[[ Material for this task open ]]

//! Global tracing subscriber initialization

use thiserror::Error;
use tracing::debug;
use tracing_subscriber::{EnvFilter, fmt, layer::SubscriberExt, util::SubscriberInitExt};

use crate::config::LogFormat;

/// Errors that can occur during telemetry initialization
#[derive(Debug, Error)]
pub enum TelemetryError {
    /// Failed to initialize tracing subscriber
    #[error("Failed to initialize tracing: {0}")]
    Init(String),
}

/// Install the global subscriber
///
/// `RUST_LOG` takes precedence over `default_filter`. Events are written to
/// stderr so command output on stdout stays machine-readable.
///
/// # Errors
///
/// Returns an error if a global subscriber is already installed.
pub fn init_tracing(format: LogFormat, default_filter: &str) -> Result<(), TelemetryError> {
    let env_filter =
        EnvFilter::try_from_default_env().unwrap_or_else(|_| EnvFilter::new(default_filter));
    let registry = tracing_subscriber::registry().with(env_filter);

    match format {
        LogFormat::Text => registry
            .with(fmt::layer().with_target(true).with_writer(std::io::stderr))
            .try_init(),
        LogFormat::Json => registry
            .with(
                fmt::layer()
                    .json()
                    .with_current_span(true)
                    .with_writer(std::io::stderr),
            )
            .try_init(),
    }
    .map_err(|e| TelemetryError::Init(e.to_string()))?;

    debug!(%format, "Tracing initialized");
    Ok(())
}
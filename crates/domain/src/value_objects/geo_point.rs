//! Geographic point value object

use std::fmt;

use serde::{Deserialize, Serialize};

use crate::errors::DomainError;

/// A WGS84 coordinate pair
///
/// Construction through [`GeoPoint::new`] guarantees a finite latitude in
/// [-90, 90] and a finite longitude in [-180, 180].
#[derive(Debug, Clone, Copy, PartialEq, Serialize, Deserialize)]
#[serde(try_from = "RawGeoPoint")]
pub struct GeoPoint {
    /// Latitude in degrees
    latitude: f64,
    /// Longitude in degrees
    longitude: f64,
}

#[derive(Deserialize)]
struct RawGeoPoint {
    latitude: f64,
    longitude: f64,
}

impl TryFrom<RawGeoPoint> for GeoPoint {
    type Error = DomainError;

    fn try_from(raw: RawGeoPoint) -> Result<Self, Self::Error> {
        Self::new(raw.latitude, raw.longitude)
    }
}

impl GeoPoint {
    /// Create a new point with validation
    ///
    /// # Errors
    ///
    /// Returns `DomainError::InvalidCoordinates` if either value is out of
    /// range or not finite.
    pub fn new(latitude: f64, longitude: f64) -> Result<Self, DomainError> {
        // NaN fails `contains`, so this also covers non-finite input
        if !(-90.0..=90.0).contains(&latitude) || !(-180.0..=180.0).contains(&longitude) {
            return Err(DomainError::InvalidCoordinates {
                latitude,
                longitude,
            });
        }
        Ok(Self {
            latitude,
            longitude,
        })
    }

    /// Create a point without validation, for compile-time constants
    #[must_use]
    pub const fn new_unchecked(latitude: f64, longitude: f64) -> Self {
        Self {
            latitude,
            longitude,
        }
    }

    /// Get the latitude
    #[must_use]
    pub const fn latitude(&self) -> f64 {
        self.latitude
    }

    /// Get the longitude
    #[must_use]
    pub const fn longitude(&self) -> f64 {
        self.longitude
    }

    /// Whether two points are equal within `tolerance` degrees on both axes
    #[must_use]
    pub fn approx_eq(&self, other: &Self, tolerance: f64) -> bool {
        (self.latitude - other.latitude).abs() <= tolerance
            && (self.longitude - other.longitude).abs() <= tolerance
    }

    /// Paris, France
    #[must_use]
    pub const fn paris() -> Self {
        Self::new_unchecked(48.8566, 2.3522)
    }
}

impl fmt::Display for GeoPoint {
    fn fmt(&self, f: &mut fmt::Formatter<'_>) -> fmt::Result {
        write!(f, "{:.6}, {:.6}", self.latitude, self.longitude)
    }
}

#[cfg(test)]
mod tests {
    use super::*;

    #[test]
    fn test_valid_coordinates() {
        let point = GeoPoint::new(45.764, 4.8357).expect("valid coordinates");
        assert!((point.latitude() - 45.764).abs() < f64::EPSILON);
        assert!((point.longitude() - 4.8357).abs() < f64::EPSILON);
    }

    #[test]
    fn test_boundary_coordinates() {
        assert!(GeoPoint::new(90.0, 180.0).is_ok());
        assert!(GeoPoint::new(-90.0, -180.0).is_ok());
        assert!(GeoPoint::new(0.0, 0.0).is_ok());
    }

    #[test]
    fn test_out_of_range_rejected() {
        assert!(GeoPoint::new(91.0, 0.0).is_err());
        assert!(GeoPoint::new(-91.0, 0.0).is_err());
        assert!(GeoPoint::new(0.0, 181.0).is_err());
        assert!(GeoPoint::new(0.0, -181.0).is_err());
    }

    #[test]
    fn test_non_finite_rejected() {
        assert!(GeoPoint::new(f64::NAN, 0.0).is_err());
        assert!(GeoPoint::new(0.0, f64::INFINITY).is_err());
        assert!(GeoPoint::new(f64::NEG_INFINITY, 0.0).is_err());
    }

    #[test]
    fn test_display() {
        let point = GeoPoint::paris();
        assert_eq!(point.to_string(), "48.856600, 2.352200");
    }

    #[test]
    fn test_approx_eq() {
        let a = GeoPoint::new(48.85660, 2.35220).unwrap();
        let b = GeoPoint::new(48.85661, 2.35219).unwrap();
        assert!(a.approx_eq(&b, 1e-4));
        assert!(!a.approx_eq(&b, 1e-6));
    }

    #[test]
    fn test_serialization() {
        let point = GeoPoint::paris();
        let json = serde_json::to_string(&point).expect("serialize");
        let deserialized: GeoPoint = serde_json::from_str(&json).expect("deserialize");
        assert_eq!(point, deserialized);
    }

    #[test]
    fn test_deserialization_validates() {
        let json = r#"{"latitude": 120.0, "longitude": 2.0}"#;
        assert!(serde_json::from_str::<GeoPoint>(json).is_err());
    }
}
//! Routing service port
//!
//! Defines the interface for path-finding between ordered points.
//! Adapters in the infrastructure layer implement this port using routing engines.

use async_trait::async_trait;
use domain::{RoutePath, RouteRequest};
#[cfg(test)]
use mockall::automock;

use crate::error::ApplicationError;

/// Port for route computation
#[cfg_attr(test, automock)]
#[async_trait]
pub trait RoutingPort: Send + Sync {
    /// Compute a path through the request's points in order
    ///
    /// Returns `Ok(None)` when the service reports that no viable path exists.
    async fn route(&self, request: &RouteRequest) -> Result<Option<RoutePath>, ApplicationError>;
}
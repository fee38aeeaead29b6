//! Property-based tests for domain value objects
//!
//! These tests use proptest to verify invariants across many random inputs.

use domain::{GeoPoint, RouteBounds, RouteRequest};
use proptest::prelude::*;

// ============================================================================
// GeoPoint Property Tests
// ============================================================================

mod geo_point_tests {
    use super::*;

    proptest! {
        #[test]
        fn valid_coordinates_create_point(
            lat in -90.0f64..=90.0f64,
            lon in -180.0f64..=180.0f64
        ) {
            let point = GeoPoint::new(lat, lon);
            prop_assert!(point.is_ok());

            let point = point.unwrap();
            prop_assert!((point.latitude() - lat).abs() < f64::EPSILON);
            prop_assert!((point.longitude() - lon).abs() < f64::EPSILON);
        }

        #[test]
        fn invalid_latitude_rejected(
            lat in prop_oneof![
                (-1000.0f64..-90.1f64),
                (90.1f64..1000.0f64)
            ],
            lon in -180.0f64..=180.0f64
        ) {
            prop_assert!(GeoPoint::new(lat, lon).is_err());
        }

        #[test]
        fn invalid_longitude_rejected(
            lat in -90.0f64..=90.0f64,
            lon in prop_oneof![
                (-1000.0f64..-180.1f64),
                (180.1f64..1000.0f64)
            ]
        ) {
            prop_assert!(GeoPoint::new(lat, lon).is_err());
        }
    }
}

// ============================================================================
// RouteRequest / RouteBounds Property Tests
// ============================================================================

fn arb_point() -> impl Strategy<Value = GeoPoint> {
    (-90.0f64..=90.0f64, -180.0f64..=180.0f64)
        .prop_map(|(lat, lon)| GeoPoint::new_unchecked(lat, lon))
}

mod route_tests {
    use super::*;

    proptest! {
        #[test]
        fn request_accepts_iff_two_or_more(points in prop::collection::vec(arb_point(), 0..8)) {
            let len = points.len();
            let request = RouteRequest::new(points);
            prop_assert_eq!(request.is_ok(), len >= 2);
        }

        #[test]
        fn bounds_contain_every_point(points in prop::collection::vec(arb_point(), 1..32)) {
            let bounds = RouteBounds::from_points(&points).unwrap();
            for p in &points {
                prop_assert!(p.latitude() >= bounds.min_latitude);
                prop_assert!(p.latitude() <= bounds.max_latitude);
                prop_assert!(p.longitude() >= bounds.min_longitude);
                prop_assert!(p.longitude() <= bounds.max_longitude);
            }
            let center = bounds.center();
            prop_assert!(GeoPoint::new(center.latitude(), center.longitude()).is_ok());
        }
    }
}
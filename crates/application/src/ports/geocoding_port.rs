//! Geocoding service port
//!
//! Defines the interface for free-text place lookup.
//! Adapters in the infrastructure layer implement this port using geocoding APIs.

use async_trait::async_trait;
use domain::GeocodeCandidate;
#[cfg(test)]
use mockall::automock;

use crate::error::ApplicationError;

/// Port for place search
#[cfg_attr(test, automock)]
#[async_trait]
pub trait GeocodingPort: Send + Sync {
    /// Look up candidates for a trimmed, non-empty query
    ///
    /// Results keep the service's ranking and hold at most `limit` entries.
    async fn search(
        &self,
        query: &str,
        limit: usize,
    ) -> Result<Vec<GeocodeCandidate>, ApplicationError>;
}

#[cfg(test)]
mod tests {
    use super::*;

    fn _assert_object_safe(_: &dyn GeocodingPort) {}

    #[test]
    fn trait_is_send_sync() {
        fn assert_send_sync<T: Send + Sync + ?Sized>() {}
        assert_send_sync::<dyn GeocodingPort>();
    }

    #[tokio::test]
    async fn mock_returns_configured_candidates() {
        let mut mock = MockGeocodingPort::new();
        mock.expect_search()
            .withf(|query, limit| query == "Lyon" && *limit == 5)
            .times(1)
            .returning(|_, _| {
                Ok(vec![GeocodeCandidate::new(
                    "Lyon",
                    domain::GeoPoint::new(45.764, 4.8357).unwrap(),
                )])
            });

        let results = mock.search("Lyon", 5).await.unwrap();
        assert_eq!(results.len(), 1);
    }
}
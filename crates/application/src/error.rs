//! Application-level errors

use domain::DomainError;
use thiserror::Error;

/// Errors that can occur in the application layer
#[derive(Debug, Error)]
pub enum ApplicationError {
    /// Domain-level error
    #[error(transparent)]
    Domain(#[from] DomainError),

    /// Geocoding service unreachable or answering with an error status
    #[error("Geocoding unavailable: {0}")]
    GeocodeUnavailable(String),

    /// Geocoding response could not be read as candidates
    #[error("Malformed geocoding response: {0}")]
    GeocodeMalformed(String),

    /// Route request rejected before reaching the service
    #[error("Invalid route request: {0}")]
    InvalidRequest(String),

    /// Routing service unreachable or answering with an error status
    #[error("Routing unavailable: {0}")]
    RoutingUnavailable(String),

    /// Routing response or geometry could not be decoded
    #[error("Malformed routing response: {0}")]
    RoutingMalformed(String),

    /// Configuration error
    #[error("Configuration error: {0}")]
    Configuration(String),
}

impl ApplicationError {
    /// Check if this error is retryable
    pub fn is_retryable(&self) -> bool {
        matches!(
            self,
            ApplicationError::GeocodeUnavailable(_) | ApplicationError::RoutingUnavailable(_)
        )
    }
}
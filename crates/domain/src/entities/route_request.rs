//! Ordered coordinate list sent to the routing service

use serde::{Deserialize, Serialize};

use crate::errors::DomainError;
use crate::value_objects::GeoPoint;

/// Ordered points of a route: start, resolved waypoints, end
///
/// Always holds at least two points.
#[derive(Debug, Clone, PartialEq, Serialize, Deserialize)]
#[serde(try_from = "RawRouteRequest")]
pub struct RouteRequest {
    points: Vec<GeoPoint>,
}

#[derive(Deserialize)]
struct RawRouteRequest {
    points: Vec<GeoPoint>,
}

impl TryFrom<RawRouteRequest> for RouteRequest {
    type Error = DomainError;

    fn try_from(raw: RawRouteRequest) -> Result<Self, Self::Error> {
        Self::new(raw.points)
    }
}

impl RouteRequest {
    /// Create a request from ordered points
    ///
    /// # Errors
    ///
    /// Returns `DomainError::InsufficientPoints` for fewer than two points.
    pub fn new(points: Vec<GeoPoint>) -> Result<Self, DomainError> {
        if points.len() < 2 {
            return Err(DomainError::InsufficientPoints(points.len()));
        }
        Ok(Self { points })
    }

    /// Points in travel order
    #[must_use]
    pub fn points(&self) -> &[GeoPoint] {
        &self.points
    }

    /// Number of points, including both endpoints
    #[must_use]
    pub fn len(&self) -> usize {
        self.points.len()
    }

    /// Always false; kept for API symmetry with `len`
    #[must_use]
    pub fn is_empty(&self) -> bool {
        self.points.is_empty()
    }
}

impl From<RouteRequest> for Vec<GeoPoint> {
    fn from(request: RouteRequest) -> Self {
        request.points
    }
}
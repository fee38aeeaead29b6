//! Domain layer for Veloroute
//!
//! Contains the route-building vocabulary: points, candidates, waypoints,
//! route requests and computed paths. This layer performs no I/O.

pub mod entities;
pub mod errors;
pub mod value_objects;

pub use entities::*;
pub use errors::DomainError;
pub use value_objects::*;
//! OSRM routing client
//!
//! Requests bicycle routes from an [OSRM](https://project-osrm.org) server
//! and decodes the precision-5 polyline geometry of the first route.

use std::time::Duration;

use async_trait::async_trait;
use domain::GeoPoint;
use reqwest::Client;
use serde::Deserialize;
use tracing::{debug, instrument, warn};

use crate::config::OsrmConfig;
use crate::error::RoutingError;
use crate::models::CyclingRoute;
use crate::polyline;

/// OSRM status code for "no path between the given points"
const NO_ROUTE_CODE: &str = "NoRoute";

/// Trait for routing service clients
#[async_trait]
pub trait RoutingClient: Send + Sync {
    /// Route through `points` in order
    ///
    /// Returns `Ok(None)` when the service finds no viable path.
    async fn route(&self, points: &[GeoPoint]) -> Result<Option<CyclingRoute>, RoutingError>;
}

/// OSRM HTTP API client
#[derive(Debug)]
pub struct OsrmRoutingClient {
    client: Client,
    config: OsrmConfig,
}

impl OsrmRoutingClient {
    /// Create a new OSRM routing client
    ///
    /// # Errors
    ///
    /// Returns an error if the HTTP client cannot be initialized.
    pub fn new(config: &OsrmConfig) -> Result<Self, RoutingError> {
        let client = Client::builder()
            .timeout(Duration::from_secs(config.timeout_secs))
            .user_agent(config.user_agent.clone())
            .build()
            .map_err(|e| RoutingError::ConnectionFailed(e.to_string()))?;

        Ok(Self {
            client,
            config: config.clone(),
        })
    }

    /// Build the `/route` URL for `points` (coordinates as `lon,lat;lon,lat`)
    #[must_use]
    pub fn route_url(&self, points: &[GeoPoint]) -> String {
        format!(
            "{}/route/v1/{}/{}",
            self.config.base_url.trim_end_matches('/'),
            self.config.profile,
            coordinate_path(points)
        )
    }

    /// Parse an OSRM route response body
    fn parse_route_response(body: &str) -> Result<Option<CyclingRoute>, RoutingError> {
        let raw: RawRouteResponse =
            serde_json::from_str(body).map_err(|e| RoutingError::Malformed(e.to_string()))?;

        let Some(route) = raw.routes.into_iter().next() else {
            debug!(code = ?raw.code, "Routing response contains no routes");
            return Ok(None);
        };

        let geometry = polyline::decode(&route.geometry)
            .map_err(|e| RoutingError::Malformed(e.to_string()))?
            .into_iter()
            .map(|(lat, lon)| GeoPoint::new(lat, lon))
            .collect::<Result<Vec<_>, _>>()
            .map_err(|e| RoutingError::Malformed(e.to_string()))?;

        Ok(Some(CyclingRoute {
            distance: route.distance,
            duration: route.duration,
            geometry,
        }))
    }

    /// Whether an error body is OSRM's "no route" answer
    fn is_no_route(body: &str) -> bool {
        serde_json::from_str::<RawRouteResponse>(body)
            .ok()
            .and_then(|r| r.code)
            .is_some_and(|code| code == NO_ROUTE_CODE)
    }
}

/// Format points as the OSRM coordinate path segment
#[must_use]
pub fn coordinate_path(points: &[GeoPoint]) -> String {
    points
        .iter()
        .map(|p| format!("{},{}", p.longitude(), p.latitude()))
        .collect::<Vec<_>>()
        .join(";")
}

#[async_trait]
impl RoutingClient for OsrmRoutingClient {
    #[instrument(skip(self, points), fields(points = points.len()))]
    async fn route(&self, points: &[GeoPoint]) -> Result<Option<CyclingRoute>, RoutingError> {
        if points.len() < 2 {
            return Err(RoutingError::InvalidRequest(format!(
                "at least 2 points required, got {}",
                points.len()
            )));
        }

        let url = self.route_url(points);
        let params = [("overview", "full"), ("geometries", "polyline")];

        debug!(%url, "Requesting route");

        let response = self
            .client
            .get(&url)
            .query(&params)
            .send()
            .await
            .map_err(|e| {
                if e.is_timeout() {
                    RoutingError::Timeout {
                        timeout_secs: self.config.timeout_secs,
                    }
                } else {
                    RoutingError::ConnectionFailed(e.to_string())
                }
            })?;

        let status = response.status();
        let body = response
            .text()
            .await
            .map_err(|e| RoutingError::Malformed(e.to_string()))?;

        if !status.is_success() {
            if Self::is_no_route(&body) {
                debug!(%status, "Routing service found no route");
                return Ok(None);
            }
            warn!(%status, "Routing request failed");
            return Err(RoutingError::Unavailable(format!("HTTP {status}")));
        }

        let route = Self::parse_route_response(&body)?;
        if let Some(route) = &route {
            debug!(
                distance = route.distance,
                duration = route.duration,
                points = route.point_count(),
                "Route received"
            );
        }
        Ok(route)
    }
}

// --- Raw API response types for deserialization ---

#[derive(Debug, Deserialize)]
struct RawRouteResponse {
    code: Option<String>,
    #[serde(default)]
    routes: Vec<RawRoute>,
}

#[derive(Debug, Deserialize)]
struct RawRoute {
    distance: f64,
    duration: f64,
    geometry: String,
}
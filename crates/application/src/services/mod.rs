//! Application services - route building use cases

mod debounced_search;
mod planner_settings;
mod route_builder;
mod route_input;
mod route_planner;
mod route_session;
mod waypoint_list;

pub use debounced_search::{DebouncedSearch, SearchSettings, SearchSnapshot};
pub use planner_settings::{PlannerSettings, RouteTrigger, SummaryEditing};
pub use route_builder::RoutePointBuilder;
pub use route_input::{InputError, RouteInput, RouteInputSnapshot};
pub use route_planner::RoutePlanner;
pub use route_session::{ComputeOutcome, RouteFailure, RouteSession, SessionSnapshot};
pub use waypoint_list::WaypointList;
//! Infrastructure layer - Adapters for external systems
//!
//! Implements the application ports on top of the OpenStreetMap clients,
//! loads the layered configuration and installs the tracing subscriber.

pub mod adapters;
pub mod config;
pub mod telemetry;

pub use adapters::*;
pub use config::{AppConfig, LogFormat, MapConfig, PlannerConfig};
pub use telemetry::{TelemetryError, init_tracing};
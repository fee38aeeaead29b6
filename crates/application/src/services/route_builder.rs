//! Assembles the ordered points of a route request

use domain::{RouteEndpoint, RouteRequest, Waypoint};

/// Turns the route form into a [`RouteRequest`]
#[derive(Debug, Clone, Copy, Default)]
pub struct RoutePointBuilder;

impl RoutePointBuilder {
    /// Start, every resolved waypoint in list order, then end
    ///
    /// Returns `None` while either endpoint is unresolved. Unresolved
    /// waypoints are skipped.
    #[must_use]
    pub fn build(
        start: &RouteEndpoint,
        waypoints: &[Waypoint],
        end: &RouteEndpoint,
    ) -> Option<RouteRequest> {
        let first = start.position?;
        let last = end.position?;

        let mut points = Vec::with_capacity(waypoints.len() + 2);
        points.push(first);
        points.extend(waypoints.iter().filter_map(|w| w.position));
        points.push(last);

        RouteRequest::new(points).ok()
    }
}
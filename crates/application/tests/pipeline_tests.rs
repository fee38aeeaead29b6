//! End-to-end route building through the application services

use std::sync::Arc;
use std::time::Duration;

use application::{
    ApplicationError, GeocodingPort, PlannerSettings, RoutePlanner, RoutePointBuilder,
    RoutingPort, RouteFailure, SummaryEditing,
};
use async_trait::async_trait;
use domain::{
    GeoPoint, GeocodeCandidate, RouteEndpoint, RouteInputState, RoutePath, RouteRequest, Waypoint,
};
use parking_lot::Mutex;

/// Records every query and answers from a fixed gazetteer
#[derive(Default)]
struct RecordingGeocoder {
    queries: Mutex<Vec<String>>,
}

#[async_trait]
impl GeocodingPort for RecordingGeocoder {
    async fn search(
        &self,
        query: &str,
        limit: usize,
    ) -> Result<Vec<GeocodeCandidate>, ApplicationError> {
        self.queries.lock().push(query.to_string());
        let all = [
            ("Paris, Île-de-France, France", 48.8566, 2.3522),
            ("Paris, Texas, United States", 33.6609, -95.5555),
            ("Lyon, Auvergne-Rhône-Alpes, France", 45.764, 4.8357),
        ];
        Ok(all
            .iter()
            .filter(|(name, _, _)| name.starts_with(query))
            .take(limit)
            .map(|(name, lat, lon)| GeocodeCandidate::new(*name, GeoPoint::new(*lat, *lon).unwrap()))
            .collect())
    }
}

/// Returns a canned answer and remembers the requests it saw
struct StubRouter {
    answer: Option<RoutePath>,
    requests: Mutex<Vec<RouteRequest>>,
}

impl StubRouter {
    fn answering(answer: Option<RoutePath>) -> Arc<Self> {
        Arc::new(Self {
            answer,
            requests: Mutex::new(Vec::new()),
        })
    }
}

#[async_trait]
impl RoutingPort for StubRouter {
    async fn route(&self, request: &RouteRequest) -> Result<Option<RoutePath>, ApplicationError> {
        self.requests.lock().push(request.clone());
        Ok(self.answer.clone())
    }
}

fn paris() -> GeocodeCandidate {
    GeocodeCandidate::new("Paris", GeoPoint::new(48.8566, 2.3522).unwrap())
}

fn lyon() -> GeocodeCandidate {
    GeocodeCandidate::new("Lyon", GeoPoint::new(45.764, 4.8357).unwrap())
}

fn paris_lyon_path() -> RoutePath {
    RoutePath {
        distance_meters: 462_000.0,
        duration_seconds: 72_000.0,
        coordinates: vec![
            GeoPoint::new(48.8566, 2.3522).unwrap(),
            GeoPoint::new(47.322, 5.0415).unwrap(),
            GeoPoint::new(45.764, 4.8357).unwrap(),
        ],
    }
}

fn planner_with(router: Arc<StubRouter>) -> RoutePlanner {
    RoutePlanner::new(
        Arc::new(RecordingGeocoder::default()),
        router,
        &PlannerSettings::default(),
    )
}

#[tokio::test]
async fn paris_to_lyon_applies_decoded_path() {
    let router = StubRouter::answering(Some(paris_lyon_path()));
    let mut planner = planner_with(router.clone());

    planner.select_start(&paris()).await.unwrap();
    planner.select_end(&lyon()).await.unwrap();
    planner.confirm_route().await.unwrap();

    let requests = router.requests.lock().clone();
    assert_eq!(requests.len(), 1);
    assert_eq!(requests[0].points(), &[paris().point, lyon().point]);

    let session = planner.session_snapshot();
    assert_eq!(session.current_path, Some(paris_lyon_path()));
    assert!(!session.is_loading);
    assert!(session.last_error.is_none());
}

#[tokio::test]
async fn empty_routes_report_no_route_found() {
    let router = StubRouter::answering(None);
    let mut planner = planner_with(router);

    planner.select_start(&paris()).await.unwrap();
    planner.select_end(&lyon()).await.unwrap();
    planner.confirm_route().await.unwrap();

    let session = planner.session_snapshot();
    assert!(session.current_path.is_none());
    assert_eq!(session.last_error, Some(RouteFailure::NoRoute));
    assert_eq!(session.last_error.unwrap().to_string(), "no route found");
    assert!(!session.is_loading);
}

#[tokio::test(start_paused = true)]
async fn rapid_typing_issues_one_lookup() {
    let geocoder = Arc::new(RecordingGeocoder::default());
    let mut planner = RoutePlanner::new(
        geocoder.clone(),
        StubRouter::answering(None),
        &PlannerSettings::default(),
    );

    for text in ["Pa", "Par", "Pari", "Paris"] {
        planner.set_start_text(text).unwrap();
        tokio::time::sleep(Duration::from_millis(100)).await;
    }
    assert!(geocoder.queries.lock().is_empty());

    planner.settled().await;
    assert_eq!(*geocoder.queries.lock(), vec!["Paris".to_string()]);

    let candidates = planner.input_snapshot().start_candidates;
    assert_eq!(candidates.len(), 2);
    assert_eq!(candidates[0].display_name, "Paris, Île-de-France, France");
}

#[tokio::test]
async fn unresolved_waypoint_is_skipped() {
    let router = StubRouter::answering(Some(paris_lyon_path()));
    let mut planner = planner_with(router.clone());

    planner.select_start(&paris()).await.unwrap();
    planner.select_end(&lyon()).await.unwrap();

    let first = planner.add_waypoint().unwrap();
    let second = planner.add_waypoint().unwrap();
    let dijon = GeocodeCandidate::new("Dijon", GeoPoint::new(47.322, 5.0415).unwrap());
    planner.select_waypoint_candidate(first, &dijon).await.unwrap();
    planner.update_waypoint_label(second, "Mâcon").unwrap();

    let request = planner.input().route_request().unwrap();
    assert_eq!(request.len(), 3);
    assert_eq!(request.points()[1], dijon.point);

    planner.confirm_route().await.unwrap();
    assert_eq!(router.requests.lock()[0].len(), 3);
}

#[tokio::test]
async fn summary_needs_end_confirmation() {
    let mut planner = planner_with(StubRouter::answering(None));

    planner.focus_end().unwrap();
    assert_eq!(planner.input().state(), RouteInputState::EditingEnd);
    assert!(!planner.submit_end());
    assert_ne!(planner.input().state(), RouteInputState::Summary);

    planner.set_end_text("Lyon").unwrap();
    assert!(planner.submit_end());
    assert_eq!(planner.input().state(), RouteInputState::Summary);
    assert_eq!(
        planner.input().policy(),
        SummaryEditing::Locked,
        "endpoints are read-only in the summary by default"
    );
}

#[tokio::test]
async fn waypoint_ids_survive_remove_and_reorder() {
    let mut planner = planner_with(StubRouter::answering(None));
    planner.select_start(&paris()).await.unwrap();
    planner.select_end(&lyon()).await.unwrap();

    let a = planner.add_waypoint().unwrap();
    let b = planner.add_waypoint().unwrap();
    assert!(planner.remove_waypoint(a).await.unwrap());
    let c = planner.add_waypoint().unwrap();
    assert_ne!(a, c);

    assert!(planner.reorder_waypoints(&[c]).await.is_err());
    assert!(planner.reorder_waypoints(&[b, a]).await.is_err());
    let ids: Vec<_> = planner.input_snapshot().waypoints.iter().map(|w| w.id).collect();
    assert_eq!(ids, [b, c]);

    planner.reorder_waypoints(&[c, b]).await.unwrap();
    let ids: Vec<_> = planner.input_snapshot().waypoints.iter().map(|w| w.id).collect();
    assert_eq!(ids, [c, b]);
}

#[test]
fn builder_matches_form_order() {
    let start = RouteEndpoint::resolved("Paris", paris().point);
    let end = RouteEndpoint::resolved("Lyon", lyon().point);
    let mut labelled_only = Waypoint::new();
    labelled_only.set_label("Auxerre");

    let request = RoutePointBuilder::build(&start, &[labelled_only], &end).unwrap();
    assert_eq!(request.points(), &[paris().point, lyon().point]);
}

[[ Material for this task closed ]]

Exercise aim: Transcribe each line of the data above, unaltered, from the one where "points.push(last);" appears to the one where "impl RoutingPort for" appears, inclusive of both.

Answer box:
        points.push(last);

        RouteRequest::new(points).ok()
    }
}
filename crates/application/tests/pipeline_tests.rs
repository fee38aeeaead29b6
//! End-to-end route building through the application services

use std::sync::Arc;
use std::time::Duration;

use application::{
    ApplicationError, GeocodingPort, PlannerSettings, RoutePlanner, RoutePointBuilder,
    RoutingPort, RouteFailure, SummaryEditing,
};
use async_trait::async_trait;
use domain::{
    GeoPoint, GeocodeCandidate, RouteEndpoint, RouteInputState, RoutePath, RouteRequest, Waypoint,
};
use parking_lot::Mutex;

/// Records every query and answers from a fixed gazetteer
#[derive(Default)]
struct RecordingGeocoder {
    queries: Mutex<Vec<String>>,
}

#[async_trait]
impl GeocodingPort for RecordingGeocoder {
    async fn search(
        &self,
        query: &str,
        limit: usize,
    ) -> Result<Vec<GeocodeCandidate>, ApplicationError> {
        self.queries.lock().push(query.to_string());
        let all = [
            ("Paris, Île-de-France, France", 48.8566, 2.3522),
            ("Paris, Texas, United States", 33.6609, -95.5555),
            ("Lyon, Auvergne-Rhône-Alpes, France", 45.764, 4.8357),
        ];
        Ok(all
            .iter()
            .filter(|(name, _, _)| name.starts_with(query))
            .take(limit)
            .map(|(name, lat, lon)| GeocodeCandidate::new(*name, GeoPoint::new(*lat, *lon).unwrap()))
            .collect())
    }
}

/// Returns a canned answer and remembers the requests it saw
struct StubRouter {
    answer: Option<RoutePath>,
    requests: Mutex<Vec<RouteRequest>>,
}

impl StubRouter {
    fn answering(answer: Option<RoutePath>) -> Arc<Self> {
        Arc::new(Self {
            answer,
            requests: Mutex::new(Vec::new()),
        })
    }
}

#[async_trait]
impl RoutingPort for StubRouter {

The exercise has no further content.